# Task item:
Starting with the first line and ending with the one that holds "mutated in place.", retype the entries exactly.

# Information given:
● ● ● ● ● ● ●
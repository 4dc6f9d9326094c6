//! Feed ingestion: retrieval and parsing.
//!
//! Ingestion runs in two phases, mirroring how the other pipeline stages are
//! split:
//!
//! 1. **Fetching** ([`fetch`]): one GET of the feed URL, no retries
//! 2. **Parsing** ([`csv`]): a pure function from feed text to [`RawRecord`](crate::models::RawRecord)s
//!
//! A failed fetch ends the session. A malformed row only drops that row.

pub mod csv;
pub mod fetch;

use crate::keywords::MatchMode;
use crate::session::SessionState;
use self::csv::parse_feed;
use std::future::Future;
use std::time::Duration;
use tracing::{info, instrument};

/// Fetch and parse the feed, moving `state` to its next revision.
///
/// Every retrieval failure, building the HTTP client included, ends in
/// [`SessionState::Failed`].
#[instrument(level = "info", skip(state, cancel))]
pub async fn load_session<F>(
    state: &SessionState,
    url: &str,
    timeout: Duration,
    mode: MatchMode,
    cancel: F,
) -> SessionState
where
    F: Future<Output = ()>,
{
    let fetched = match fetch::build_client(timeout) {
        Ok(client) => fetch::fetch_feed_until(&client, url, cancel).await,
        Err(e) => Err(e),
    };

    match fetched {
        Ok(text) => {
            let parsed = parse_feed(&text);
            info!(
                records = parsed.records.len(),
                dropped = parsed.dropped.len(),
                "Parsed feed"
            );
            state.loaded(parsed.records, mode)
        }
        Err(e) => state.failed(&e),
    }
}
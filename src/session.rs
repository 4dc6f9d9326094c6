//! Session state as immutable revisions.
//!
//! A session owns two pieces of state: the current record set and the
//! category filter for the chronological list. Neither is mutated in place.
//! Every external event (fetch completion, fetch failure, filter change)
//! produces a new [`SessionState`] value with a bumped revision number.
//!
//! ```text
//! Loading ──loaded──▶ Ready(rev 1) ──with_filter──▶ Ready(rev 2) ──▶ …
//!    └─────failed──▶ Failed(message)
//! ```

use crate::classify::{Category, UnknownCategory};
use crate::keywords::MatchMode;
use crate::models::{AnnotatedRecord, RawRecord, annotate_all};
use serde::{Deserialize, Serialize};
use std::fmt;
use std::str::FromStr;
use std::sync::Arc;
use tracing::{info, warn};

/// Which records the chronological list shows.
#[derive(Debug, Clone, Copy, Default, PartialEq, Eq, Serialize, Deserialize)]
#[serde(try_from = "String", into = "String")]
pub enum CategoryFilter {
    #[default]
    All,
    Only(Category),
}

impl CategoryFilter {
    pub fn admits(&self, category: Category) -> bool {
        match self {
            CategoryFilter::All => true,
            CategoryFilter::Only(wanted) => *wanted == category,
        }
    }
}

impl FromStr for CategoryFilter {
    type Err = UnknownCategory;

    /// `"all"` (any case) or anything [`Category::from_str`] accepts.
    fn from_str(s: &str) -> Result<Self, Self::Err> {
        if s.trim().eq_ignore_ascii_case("all") {
            Ok(CategoryFilter::All)
        } else {
            s.parse().map(CategoryFilter::Only)
        }
    }
}

impl TryFrom<String> for CategoryFilter {
    type Error = UnknownCategory;

    fn try_from(value: String) -> Result<Self, Self::Error> {
        value.parse()
    }
}

impl From<CategoryFilter> for String {
    fn from(filter: CategoryFilter) -> Self {
        match filter {
            CategoryFilter::All => "all".to_string(),
            CategoryFilter::Only(category) => category.name().to_string(),
        }
    }
}

impl fmt::Display for CategoryFilter {
    fn fmt(&self, f: &mut fmt::Formatter<'_>) -> fmt::Result {
        match self {
            CategoryFilter::All => f.write_str("All Categories"),
            CategoryFilter::Only(category) => f.write_str(category.label()),
        }
    }
}

/// One revision of a loaded session.
#[derive(Debug, Clone)]
pub struct Snapshot {
    revision: u64,
    records: Arc<[AnnotatedRecord]>,
    filter: CategoryFilter,
    mode: MatchMode,
}

impl Snapshot {
    pub fn revision(&self) -> u64 {
        self.revision
    }

    pub fn records(&self) -> &[AnnotatedRecord] {
        &self.records
    }

    pub fn filter(&self) -> CategoryFilter {
        self.filter
    }

    /// Matching mode the records were annotated with.
    pub fn mode(&self) -> MatchMode {
        self.mode
    }
}

/// The session's top-level state.
#[derive(Debug, Clone, Default)]
pub enum SessionState {
    /// Feed not yet retrieved.
    #[default]
    Loading,
    /// Retrieval failed; holds the error message verbatim.
    Failed(String),
    /// Records are available.
    Ready(Snapshot),
}

impl SessionState {
    pub fn revision(&self) -> u64 {
        match self {
            SessionState::Ready(snapshot) => snapshot.revision,
            _ => 0,
        }
    }

    /// Transition after a successful fetch and parse.
    ///
    /// Replaces the record set wholesale. An existing filter is carried over.
    pub fn loaded(&self, records: Vec<RawRecord>, mode: MatchMode) -> SessionState {
        let filter = match self {
            SessionState::Ready(snapshot) => snapshot.filter,
            _ => CategoryFilter::All,
        };
        let records: Arc<[AnnotatedRecord]> = annotate_all(records, mode).into();
        let revision = self.revision() + 1;
        info!(revision, records = records.len(), %mode, "Session loaded");
        SessionState::Ready(Snapshot { revision, records, filter, mode })
    }

    /// Transition after a failed fetch. No partial data survives.
    pub fn failed(&self, error: &dyn std::error::Error) -> SessionState {
        let message = error.to_string();
        warn!(error = %message, "Session failed");
        SessionState::Failed(message)
    }

    /// Transition on a filter change. Only a ready session changes.
    pub fn with_filter(&self, filter: CategoryFilter) -> SessionState {
        match self {
            SessionState::Ready(snapshot) => SessionState::Ready(Snapshot {
                revision: snapshot.revision + 1,
                records: Arc::clone(&snapshot.records),
                filter,
                mode: snapshot.mode,
            }),
            other => other.clone(),
        }
    }

    pub fn snapshot(&self) -> Option<&Snapshot> {
        match self {
            SessionState::Ready(snapshot) => Some(snapshot),
            _ => None,
        }
    }
}

#[cfg(test)]
mod tests {
    use super::*;
    use crate::errors::FetchError;
    use crate::models::Published;

    fn raw(id: &str, title: &str) -> RawRecord {
        RawRecord {
            id: id.to_string(),
            title: title.to_string(),
            published: Published::parse("2025-01-10"),
            url: "http://a".to_string(),
        }
    }

    #[test]
    fn test_filter_parsing() {
        assert_eq!("all".parse::<CategoryFilter>(), Ok(CategoryFilter::All));
        assert_eq!("ALL".parse::<CategoryFilter>(), Ok(CategoryFilter::All));
        assert_eq!(
            "Chemicals".parse::<CategoryFilter>(),
            Ok(CategoryFilter::Only(Category::Chemicals))
        );
        assert!("nope".parse::<CategoryFilter>().is_err());
    }

    #[test]
    fn test_filter_serde_round_trip_as_string() {
        let json = serde_json::to_string(&CategoryFilter::Only(Category::EnergyGas)).unwrap();
        assert_eq!(json, "\"EnergyGas\"");
        let back: CategoryFilter = serde_json::from_str(&json).unwrap();
        assert_eq!(back, CategoryFilter::Only(Category::EnergyGas));
    }

    #[test]
    fn test_loaded_annotates_and_bumps_revision() {
        let state = SessionState::default();
        assert_eq!(state.revision(), 0);

        let ready = state.loaded(vec![raw("1", "Gas deal"), raw("2", "Solar farm")], MatchMode::Substring);
        let snapshot = ready.snapshot().unwrap();
        assert_eq!(snapshot.revision(), 1);
        assert_eq!(snapshot.records().len(), 2);
        assert_eq!(snapshot.records()[0].category, Category::EnergyGas);
        assert_eq!(snapshot.filter(), CategoryFilter::All);
    }

    #[test]
    fn test_with_filter_leaves_previous_revision_untouched() {
        let ready = SessionState::Loading.loaded(vec![raw("1", "Gas deal")], MatchMode::Substring);
        let filtered = ready.with_filter(CategoryFilter::Only(Category::Financial));

        assert_eq!(ready.snapshot().unwrap().filter(), CategoryFilter::All);
        assert_eq!(ready.revision(), 1);
        assert_eq!(
            filtered.snapshot().unwrap().filter(),
            CategoryFilter::Only(Category::Financial)
        );
        assert_eq!(filtered.revision(), 2);
        assert_eq!(filtered.snapshot().unwrap().records(), ready.snapshot().unwrap().records());
    }

    #[test]
    fn test_failed_keeps_message_verbatim_and_drops_data() {
        let err = FetchError::Status { url: "http://feed".to_string(), status: 503 };
        let state = SessionState::Loading.failed(&err);
        match &state {
            SessionState::Failed(message) => assert_eq!(message, "failed to fetch http://feed: HTTP 503"),
            other => panic!("unexpected state {other:?}"),
        }
        assert!(state.snapshot().is_none());
        assert!(matches!(state.with_filter(CategoryFilter::All), SessionState::Failed(_)));
    }

    #[test]
    fn test_reload_keeps_filter() {
        let ready = SessionState::Loading
            .loaded(vec![raw("1", "Gas deal")], MatchMode::Substring)
            .with_filter(CategoryFilter::Only(Category::EnergyGas));
        let reloaded = ready.loaded(vec![raw("2", "Polymer")], MatchMode::Substring);
        let snapshot = reloaded.snapshot().unwrap();
        assert_eq!(snapshot.revision(), 3);
        assert_eq!(snapshot.filter(), CategoryFilter::Only(Category::EnergyGas));
        assert_eq!(snapshot.records()[0].record.id, "2");
    }
}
● ● ● ● ● ● ●
# Task solution:
repository 4dc6f9d9326094c6
//! Feed ingestion: retrieval and parsing.
//!
//! Ingestion runs in two phases, mirroring how the other pipeline stages are
//! split:
//!
//! 1. **Fetching** ([`fetch`]): one GET of the feed URL, no retries
//! 2. **Parsing** ([`csv`]): a pure function from feed text to [`RawRecord`](crate::models::RawRecord)s
//!
//! A failed fetch ends the session. A malformed row only drops that row.

pub mod csv;
pub mod fetch;

use crate::keywords::MatchMode;
use crate::session::SessionState;
use self::csv::parse_feed;
use std::future::Future;
use std::time::Duration;
use tracing::{info, instrument};

/// Fetch and parse the feed, moving `state` to its next revision.
///
/// Every retrieval failure, building the HTTP client included, ends in
/// [`SessionState::Failed`].
#[instrument(level = "info", skip(state, cancel))]
pub async fn load_session<F>(
    state: &SessionState,
    url: &str,
    timeout: Duration,
    mode: MatchMode,
    cancel: F,
) -> SessionState
where
    F: Future<Output = ()>,
{
    let fetched = match fetch::build_client(timeout) {
        Ok(client) => fetch::fetch_feed_until(&client, url, cancel).await,
        Err(e) => Err(e),
    };

    match fetched {
        Ok(text) => {
            let parsed = parse_feed(&text);
            info!(
                records = parsed.records.len(),
                dropped = parsed.dropped.len(),
                "Parsed feed"
            );
            state.loaded(parsed.records, mode)
        }
        Err(e) => state.failed(&e),
    }
}
filename src/session.rs
repository 4dc6f9d9326094c6
//! Session state as immutable revisions.
//!
//! A session owns two pieces of state: the current record set and the
//! category filter for the chronological list. Neither is mutated in place.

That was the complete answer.